Roubaix police blues, Luc Watteau, Ravet-Anceau, 2013

Franck Malmaison est policier à Roubaix à la fin des années 70. Il a 25 ans, est marié et père de famille. Tout se présente bien pour lui. Mais la police des années 70, c'est aussi les réformes, la mise en place de structures qui chamboulent un peu le travail des flics. Leur quotidien, c'est les plaintes de routine, les voies de fait, les ivrognes, ... Puis arrive un jour l'affaire qui oblige à faire des choix pas toujours simples.

Ce qui est étonnant dans ce roman policier, c'est qu'on a l'impression d'être dans un reportage minute par minute sur le quotidien de flics d'un commissariat de Roubaix. Le début du bouquin parle de la nouvelle organisation de la police de manière détaillée, il y a beaucoup de noms et de titres dont on pourrait sans doute se passer et qui peuvent gêner la bonne compréhension. Néanmoins, pendant que je me demandais si cette partie était vraiment utile, je me sentais retenu par un petit kekchose qui m'obligeait à avancer, à continuer ma lecture. Je me suis senti un peu comme un copain de Franck Malmaison ; il me raconte sa journée de travail, le soir autour d'un verre. Rien d'extrêmement palpitant, mais c'est son quotidien, et on s'intéresse au quotidien de ses amis sans se forcer.

C'est donc intéressé que je continue ma lecture, et d'autres références me viennent en tête : une impression de voir ou revoir un épisode de PJ, cette série policière qui passait il y a quelques années sur France 2. Personnellement, j'aimais bien : des personnages crédibles, qu'on croise tous les jours, des histoires banales traitées par ces flics et au milieu de toutes ces histoires, des rapports, des auditions, une affaire plus importante, celle qui va obliger le flic à prendre des initiatives pas toujours bien vues en haut lieu. Pareil pour ce polar dans lequel Franck Malmaison devra faire des choix. Il y a donc une affaire qui grandit et finit par prendre la plus grande place du roman. Bien menée, elle tient son rôle jusqu'au bout.

Luc Watteau écrit simplement et on ne peut plus directement : "Je m'appelle Franck Malmaison, j'ai 25 ans et je suis inspecteur de police depuis 1975. Commissariat du 1er arrondissement de Roubaix, rue Saint-Vincent-de-Paul." (p.11) c'est du franc, sans fioriture. Souvent argotique, son style vogue parfois vers des eaux un peu douteuses, de l'humour franchement beauf :

"- Elle est bonne, cette Carole;

- Voyons monsieur Malmaison...

- Non... Je veux dire au travail.

- Oui, oui. Je sais. Cela dit, effectivement elle est charmante et pas des plus farouches a priori. Qu'en dites-vous ?

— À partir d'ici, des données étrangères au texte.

//! Behaviour coverage for the derived relation views.

use chrono::NaiveDate;

use super::*;

fn user(id: i32, username: &str) -> User {
    User {
        id,
        username: username.to_owned(),
        email: format!("{username}@example.com"),
        password_digest: "$2b$12$fixture".to_owned(),
    }
}

fn client(id: i32, user_id: i32, name: &str) -> Client {
    Client {
        id,
        name: name.to_owned(),
        email: format!("{}@client.example", name.to_lowercase().replace(' ', ".")),
        phone: "555-123-4567".to_owned(),
        company: None,
        address: None,
        notes: "Repeat client, pays on time, prefers email contact.".to_owned(),
        user_id,
    }
}

fn job(id: i32, title: &str) -> Job {
    Job {
        id,
        title: title.to_owned(),
        category: "Design".to_owned(),
        description: "A representative catalog entry".to_owned(),
        duration: "2 weeks".to_owned(),
    }
}

fn order(id: i32, user_id: i32, client_id: i32, job_id: i32) -> Order {
    Order {
        id,
        description: "Standard engagement".to_owned(),
        rate: "$90 per hour".to_owned(),
        location: "Remote, client timezone".to_owned(),
        start_date: NaiveDate::from_ymd_opt(2026, 2, 2).expect("valid date"),
        due_date: NaiveDate::from_ymd_opt(2026, 3, 2).expect("valid date"),
        status: OrderStatus::Pending,
        user_id,
        client_id,
        job_id,
    }
}

#[test]
fn same_job_through_two_clients_appears_once_with_both_clients() {
    let jobs = vec![job(1, "Logo design")];
    let clients = vec![client(1, 1, "Acme"), client(2, 1, "Globex")];
    let orders = vec![order(1, 1, 1, 1), order(2, 1, 2, 1)];

    let details = jobs_for_user(1, &orders, &jobs, &clients);

    assert_eq!(details.len(), 1);
    let detail = details.first().expect("one job");
    assert_eq!(detail.id, 1);
    assert_eq!(detail.clients.len(), 2);
}

#[test]
fn user_with_no_orders_gets_empty_job_list() {
    let jobs = vec![job(1, "Logo design")];
    let clients = vec![client(1, 1, "Acme")];

    assert!(jobs_for_user(1, &[], &jobs, &clients).is_empty());
}

#[test]
fn other_users_clients_never_leak_into_the_annotation() {
    let jobs = vec![job(1, "Logo design")];
    let clients = vec![client(1, 1, "Mine"), client(2, 2, "Theirs")];
    // Both users ordered the same job through their own client.
    let orders = vec![order(1, 1, 1, 1), order(2, 2, 2, 1)];

    let details = jobs_for_user(1, &orders, &jobs, &clients);

    let detail = details.first().expect("one job");
    assert_eq!(detail.clients.len(), 1);
    assert_eq!(
        detail.clients.first().map(|c| c.name.as_str()),
        Some("Mine")
    );
}

#[test]
fn repeat_orders_on_one_client_collapse_to_one_summary() {
    let jobs = vec![job(1, "Logo design"), job(2, "Copywriting")];
    let orders = vec![order(1, 1, 7, 1), order(2, 1, 7, 1), order(3, 1, 7, 2)];

    let summaries = jobs_for_client(7, &orders, &jobs);

    assert_eq!(summaries.len(), 2);
}

#[test]
fn job_client_list_can_be_scoped_to_one_user() {
    let clients = vec![client(1, 1, "Mine"), client(2, 2, "Theirs")];
    let orders = vec![order(1, 1, 1, 9), order(2, 2, 2, 9)];

    let unscoped = clients_for_job(9, &orders, &clients, None);
    assert_eq!(unscoped.len(), 2);

    let scoped = clients_for_job(9, &orders, &clients, Some(2));
    assert_eq!(scoped.len(), 1);
    assert_eq!(scoped.first().map(|c| c.name.as_str()), Some("Theirs"));
}

#[test]
fn order_detail_requires_both_references() {
    let o = order(1, 1, 1, 1);
    let clients = vec![client(1, 1, "Acme")];
    let jobs = vec![job(1, "Logo design")];

    assert!(order_detail(&o, &clients, &jobs).is_some());
    assert!(order_detail(&o, &[], &jobs).is_none());
    assert!(order_detail(&o, &clients, &[]).is_none());
}

#[test]
fn profile_never_serializes_the_digest() {
    let u = user(1, "alice");
    let clients = vec![client(1, 1, "Acme")];
    let jobs = vec![job(1, "Logo design")];
    let orders = vec![order(1, 1, 1, 1)];

    let profile = user_profile(&u, &clients, &orders, &jobs).expect("consistent rows");
    let value = serde_json::to_value(&profile).expect("profile serializes");

    let rendered = value.to_string();
    assert!(!rendered.contains("password"));
    assert!(!rendered.contains("fixture"));
    assert_eq!(value["jobs"][0]["clients"][0]["name"], "Acme");
    assert_eq!(value["orders"][0]["status"], "pending");
}

#[test]
fn profile_with_inconsistent_order_is_a_storage_failure() {
    let u = user(1, "alice");
    let orders = vec![order(1, 1, 42, 1)];
    let jobs = vec![job(1, "Logo design")];

    let error = user_profile(&u, &[], &orders, &jobs).expect_err("dangling client");
    assert_eq!(
        error.code(),
        crate::domain::error::ErrorCode::StorageFailure
    );
}
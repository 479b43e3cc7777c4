//! SQLite-backed `UserRepository` implementation using Diesel.
//!
//! Uniqueness of username and email is enforced by the schema's unique
//! indexes; this adapter only translates the resulting constraint errors.
//! Account deletion cascades to owned clients and orders inside one
//! transaction, leaving shared jobs untouched.

use async_trait::async_trait;
use diesel::prelude::*;

use crate::domain::ports::{
    NewUserRecord, UserDuplicateField, UserRepository, UserRepositoryError,
};
use crate::domain::user::User;

use super::diesel_error_mapping::{is_unique_violation, map_run_error, violated_column};
use super::models::{NewUserRow, UserRow};
use super::pool::{DbPool, RunError, run_blocking};
use super::schema::{clients, orders, users};

/// Diesel-backed implementation of the user repository port.
#[derive(Clone)]
pub struct DieselUserRepository {
    pool: DbPool,
}

impl DieselUserRepository {
    /// Create a new repository over the given pool.
    pub fn new(pool: DbPool) -> Self {
        Self { pool }
    }
}

fn map_error(error: RunError) -> UserRepositoryError {
    map_run_error(
        error,
        |diesel_error| {
            if !is_unique_violation(diesel_error) {
                return None;
            }
            match violated_column(diesel_error).as_deref() {
                Some("users.username") => Some(UserRepositoryError::Duplicate {
                    field: UserDuplicateField::Username,
                }),
                Some("users.email") => Some(UserRepositoryError::Duplicate {
                    field: UserDuplicateField::Email,
                }),
                _ => None,
            }
        },
        UserRepositoryError::query,
        UserRepositoryError::connection,
    )
}

#[async_trait]
impl UserRepository for DieselUserRepository {
    async fn insert(&self, record: NewUserRecord) -> Result<User, UserRepositoryError> {
        let row = NewUserRow::from(record);
        run_blocking(&self.pool, move |conn| {
            diesel::insert_into(users::table)
                .values(&row)
                .get_result::<UserRow>(conn)
        })
        .await
        .map(User::from)
        .map_err(map_error)
    }

    async fn find_by_id(&self, id: i32) -> Result<Option<User>, UserRepositoryError> {
        run_blocking(&self.pool, move |conn| {
            users::table.find(id).first::<UserRow>(conn).optional()
        })
        .await
        .map(|row| row.map(User::from))
        .map_err(map_error)
    }

    async fn find_by_username(
        &self,
        username: &str,
    ) -> Result<Option<User>, UserRepositoryError> {
        let username = username.to_owned();
        run_blocking(&self.pool, move |conn| {
            users::table
                .filter(users::username.eq(username))
                .first::<UserRow>(conn)
                .optional()
        })
        .await
        .map(|row| row.map(User::from))
        .map_err(map_error)
    }

    async fn find_by_email(&self, email: &str) -> Result<Option<User>, UserRepositoryError> {
        let email = email.to_owned();
        run_blocking(&self.pool, move |conn| {
            users::table
                .filter(users::email.eq(email))
                .first::<UserRow>(conn)
                .optional()
        })
        .await
        .map(|row| row.map(User::from))
        .map_err(map_error)
    }

    async fn delete_cascade(&self, id: i32) -> Result<Option<User>, UserRepositoryError> {
        run_blocking(&self.pool, move |conn| {
            conn.transaction(|conn| {
                let Some(row) = users::table.find(id).first::<UserRow>(conn).optional()? else {
                    return Ok(None);
                };
                // Orders go first so the client deletes cannot trip the
                // orders.client_id reference.
                diesel::delete(orders::table.filter(orders::user_id.eq(id))).execute(conn)?;
                diesel::delete(clients::table.filter(clients::user_id.eq(id))).execute(conn)?;
                diesel::delete(users::table.find(id)).execute(conn)?;
                Ok(Some(row))
            })
        })
        .await
        .map(|row| row.map(User::from))
        .map_err(map_error)
    }
}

- Ce que j'en dis ? C'est que, forcément, une grande cheminée comme elle, ça doit tirer fort ! balancé-je, sans trop réfléchir, détendu tout à coup." (p.122)

Pas vraiment délicat, un univers assez masculin, sans doute même très policier à défaut d'être policé et sûrement daté -enfin j'espère- (n'oublions pas que cette histoire se déroule en 1978). J'aurais pu citer d'autres exemples du même type, qui s'ils ne sont pas présents à toutes les pages (heureusement) émaillent de temps et temps les réflexions des policiers. C'est un écueil pas insurmontable (peut-être que pour vous mesdames, ce sera plus difficile, mais pensez à vos conversations sur les mecs lorsque vous êtes entre vous, je ne suis pas sûr que ce soit tellement mieux...). Probable même que cet humour masculo-macho-beauf fasse partie du décor. Luc Watteau décrivant très précisément l'univers des flics de ces années-là (il est commandant de police à la retraite) se doit de reproduire l'ambiance des commissariats, un monde très masculin et... viril ; il faut aussi ajouter à cela, les tournées d'apéro, les pots pour telle ou telle raison. Ça picole presque plus que ça bosse !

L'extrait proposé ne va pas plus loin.